(Beginning of EXCERPTED RECORDS)
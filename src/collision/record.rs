//! Collision records and damage amount sampling.
//!
//! A rejected move produces a [`CollisionRecord`]. Repeated contacts at
//! (almost) the same spot keep the previous amount so that nudging against
//! an obstacle does not re-roll the damage.

use rand::distributions::Standard;
use rand::prelude::*;
use rand::rngs::SmallRng;

use super::detect::Contact;
use super::world::CAR_KIND;
use crate::config::CollisionConfig;
use crate::core::Point2D;

/// Outcome of the most recent rejected move.
#[derive(Clone, Debug, PartialEq)]
pub struct CollisionRecord {
    /// Contact point in world coordinates.
    pub point: Point2D,
    /// Kind tag of the obstacle that was hit.
    pub kind: String,
    /// Damage amount attributed to the contact.
    pub amount: u32,
}

/// Random source for collision amounts.
///
/// If seed is 0, uses random entropy for non-deterministic behavior.
/// Otherwise, uses the provided seed for reproducible results.
#[derive(Clone, Debug)]
pub struct AmountGenerator<R: Rng = SmallRng> {
    rng: R,
}

impl AmountGenerator<SmallRng> {
    /// Create a generator from a seed (0 = entropy).
    pub fn new(seed: u64) -> Self {
        let rng = if seed == 0 {
            SmallRng::from_entropy()
        } else {
            SmallRng::seed_from_u64(seed)
        };
        Self { rng }
    }
}

impl<R: Rng> AmountGenerator<R> {
    /// Wrap an arbitrary random source.
    pub fn from_rng(rng: R) -> Self {
        Self { rng }
    }

    /// Uniform sample in `[0, 1)`.
    #[inline]
    pub fn uniform(&mut self) -> f64 {
        self.rng.sample(Standard)
    }

    /// Draw a fresh amount for an obstacle of `kind`.
    ///
    /// The base amount is skewed towards `min_amount` by squaring the uniform
    /// sample and always lands in `[min_amount, max_amount]`. Car obstacles
    /// are multiplied by `car_multiplier`.
    pub fn draw(&mut self, kind: &str, config: &CollisionConfig) -> u32 {
        let base = amount_from_sample(self.uniform(), config.min_amount, config.max_amount);
        if kind == CAR_KIND {
            base.saturating_mul(config.car_multiplier)
        } else {
            base
        }
    }
}

/// Map a uniform sample `r` in `[0, 1)` onto `[min, max]` with an `r²` skew.
pub fn amount_from_sample(r: f64, min: u32, max: u32) -> u32 {
    let span = f64::from(max) - f64::from(min) + 1.0;
    let value = (f64::from(min) + r * r * span).floor();
    // r < 1 keeps value <= max; the clamp only guards float rounding at the top
    (value as u32).clamp(min, max.max(min))
}

impl CollisionRecord {
    /// Build the record for a new rejected contact.
    ///
    /// If `previous` lies strictly closer than `contact_hysteresis` to the
    /// new contact point its amount is carried over, otherwise a fresh
    /// amount is drawn.
    pub fn resolve<R: Rng>(
        previous: Option<&CollisionRecord>,
        contact: Contact,
        config: &CollisionConfig,
        amounts: &mut AmountGenerator<R>,
    ) -> Self {
        let reused = previous
            .filter(|prev| prev.point.distance(&contact.point) < config.contact_hysteresis)
            .map(|prev| prev.amount);

        let amount = match reused {
            Some(amount) => amount,
            None => amounts.draw(&contact.kind, config),
        };

        Self {
            point: contact.point,
            kind: contact.kind,
            amount,
        }
    }
}
//! Stateless 2D geometry: segments, rectangles and convex polygon overlap.

pub mod polygon;
mod segment;

pub use polygon::{Rect, edges, polygons_intersect, project};
pub use segment::{ClosestPoints, PARALLEL_EPSILON, Segment2D};
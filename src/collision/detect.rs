//! Body-vs-obstacle overlap and contact point resolution.

use log::trace;

use crate::core::{Point2D, VehiclePose};
use crate::geometry::{Rect, edges, polygons_intersect};
use crate::vehicle::VehicleModel;

use super::world::World;

/// Where and against what the vehicle body touched an obstacle.
#[derive(Clone, Debug, PartialEq)]
pub struct Contact {
    /// Representative contact point in world coordinates.
    pub point: Point2D,
    /// Kind tag of the obstacle that was hit.
    pub kind: String,
}

/// Representative contact point between the car polygon and a rectangle.
///
/// Returns the first proper edge crossing (car edges outer, rectangle edges
/// inner). When no edges cross, for example when one shape contains the
/// other, falls back to the car-side point of the closest edge pair.
pub fn contact_point(car: &[Point2D], rect: &Rect) -> Point2D {
    let rect_poly = rect.to_polygon();

    for car_edge in edges(car) {
        for rect_edge in edges(&rect_poly) {
            if let Some(hit) = car_edge.intersection(&rect_edge) {
                return hit;
            }
        }
    }

    let mut best = car.first().copied().unwrap_or_default();
    let mut best_distance = f64::INFINITY;
    for car_edge in edges(car) {
        for rect_edge in edges(&rect_poly) {
            let closest = car_edge.closest_points(&rect_edge);
            if closest.distance_squared < best_distance {
                best_distance = closest.distance_squared;
                best = closest.on_self;
            }
        }
    }
    best
}

/// Test the body polygon at `pose` against every solid rectangle of `world`.
///
/// Obstacles are visited in declaration order; the first overlap wins.
pub fn detect_collision(
    pose: &VehiclePose,
    model: &VehicleModel,
    world: &World,
) -> Option<Contact> {
    let body = model.body_polygon(pose);

    world.solid_rects().find_map(|solid| {
        if !polygons_intersect(&body, &solid.rect.to_polygon()) {
            return None;
        }
        let point = contact_point(&body, &solid.rect);
        trace!(
            "[Collision] body at ({:.2}, {:.2}) hits {} at ({:.2}, {:.2})",
            pose.x, pose.y, solid.kind, point.x, point.y
        );
        Some(Contact {
            point,
            kind: solid.kind.to_string(),
        })
    })
}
(End of EXCERPTED RECORDS)
INSTRUCTIONS TO FOLLOW: Go through the material and copy every line in which the word "CollisionConfig" occurs.

WRITTEN SOLUTION:
use crate::config::CollisionConfig;
    pub fn draw(&mut self, kind: &str, config: &CollisionConfig) -> u32 {
        config: &CollisionConfig,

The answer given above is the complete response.